Photo by Lance Cpl. Brandon R. Holgersen

Marines to be first reservists with Small Craft Company

2 Aug 2005 | Lance Cpl. Brandon R. Holgersen

Twenty-two Marines were the first reservists to become Small Unit River Craft coxswain during the coxswain course here July 25 to Aug. 12.

Marines and U.S. Coast Guardsmen with the Special Missions Training Center taught the course.

The Marines will be the newest members of Small Craft Company, which until now has been comprised of only active duty Marines, according to Staff Sgt. Joshua J. Iversen, a chief instructor of the course.

The Marines will be relieving members of the company in Iraq and conducting a seven-month deployment there, according to Iversen.

“Because there is only one Small Craft Company in the Marine Corps, we do seven month rotations within the company,” Iversen said.

The company is used to combat terrorism not just on the river ways but also conduct raids, counter mortar patrols, island clearing, and insertion and extraction of troops, according to Iversen.

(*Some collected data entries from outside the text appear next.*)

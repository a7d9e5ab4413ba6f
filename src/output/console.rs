// 该文件是 Qianli （千里眼） 项目的一部分。
// src/output/console.rs - 检测结果文本输出
//
// 本文件根据 Apache 许可证第 2.0 版（以下简称“许可证”）授权使用；
// 除非遵守该许可证条款，否则您不得使用本文件。
// 您可通过以下网址获取许可证副本：
// http://www.apache.org/licenses/LICENSE-2.0
// 除非适用法律要求或书面同意，根据本许可协议分发的软件均按“原样”提供，
// 不附带任何形式的明示或暗示的保证或条件。
// 有关许可权限与限制的具体条款，请参阅本许可协议。
//
// Copyright (C) 2026 Johann Li <me@qinka.pro>, Wareless Group

use std::io::Write;

use thiserror::Error;
use tracing::debug;
use url::Url;

use crate::{
  FromUrl, FromUrlWithScheme,
  frame::Frame,
  model::{DetectResult, Detection, LabelTable},
  output::Render,
};

/// 单个检测结果的文本形式: `name: 87.50% at (x, y, wxh)`
pub fn format_detection(detection: &Detection, labels: &LabelTable) -> String {
  let rect = &detection.rect;
  format!(
    "{}: {:.2}% at ({:.0}, {:.0}, {:.0}x{:.0})",
    labels.name(detection.label),
    detection.prob * 100.0,
    rect.x,
    rect.y,
    rect.width,
    rect.height
  )
}

/// 逐行写出检测结果，不修改检测结果
pub fn report_detections<W: Write>(
  sink: &mut W,
  detections: &[Detection],
  labels: &LabelTable,
) -> std::io::Result<()> {
  for detection in detections {
    writeln!(sink, "{}", format_detection(detection, labels))?;
  }
  sink.flush()
}

#[derive(Error, Debug)]
pub enum ConsoleOutputError {
  #[error("URI 方案不匹配")]
  SchemeMismatch,
  #[error("I/O 错误: {0}")]
  IoError(#[from] std::io::Error),
}

/// 将检测结果打印到标准输出
#[derive(Debug, Default)]
pub struct ConsoleOutput;

impl FromUrlWithScheme for ConsoleOutput {
  const SCHEME: &'static str = "console";
}

impl FromUrl for ConsoleOutput {
  type Error = ConsoleOutputError;

  fn from_url(url: &Url) -> Result<Self, Self::Error> {
    if url.scheme() != Self::SCHEME {
      return Err(ConsoleOutputError::SchemeMismatch);
    }
    Ok(ConsoleOutput)
  }
}

impl Render<Frame, DetectResult> for ConsoleOutput {
  type Error = ConsoleOutputError;

  fn render_result(&self, frame: &Frame, result: &DetectResult) -> Result<(), Self::Error> {
    debug!("第 {} 帧检测到 {} 个物体", frame.index, result.len());
    let stdout = std::io::stdout();
    let mut lock = stdout.lock();
    report_detections(&mut lock, &result.items, &result.labels)?;
    Ok(())
  }
}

Unlike the other platoons in Small Craft Company which are made up entirely of infantrymen, this unit is made up of Marines with a variety of jobs, according to Gunnery Sgt. Thomas J. Scudder, the company gunnery sergeant. They have some infantrymen, Amphibious Assault Vehicle Marines and Marines with the Foreign Military Training Unit.

“These Marines have practically zero knowledge of the boats before training, and this training will either make them or break them in-country,” said Iversen.

The Marines go through a three-week course designed to teach them how to use the agile 40-foot crafts in combat, according to Iversen. The Marines learn about the engines of the craft, the heat signature it gives off, the use of its navigational system and use of night vision gear. The Marines also spend an extensive amount of time learning engine trouble shooting, tactical driving and high-speed maneuvers.

“These boats can go from their full speed of 40 knots to a full stop in just one boat length, it can also do a 180 degree turn at full speed in the same amount of space,” Iversen said.

The Marines final test is a 96-hour continuous field operation where they use everything they have learned from the previous two weeks, according to Iversen.

Throughout the course, the Marines are taught the lessons learned from the instructors during their time spent in Iraq, according to Iversen, who has completed two tours with Small Craft Company in Iraq. The lessons included the types of ambushes they received, tactics for conducting raids and scenarios for counter attacks.

The Marines all volunteered to be apart of the Small Craft Company and came from reserve unit stations all over the United States.

“I wanted to go to Iraq, and this seemed like it would be better than going as a grunt or amtracker,” said Cpl. John Suaraz, an Amphibious Assault Vehicle crewman attending the course.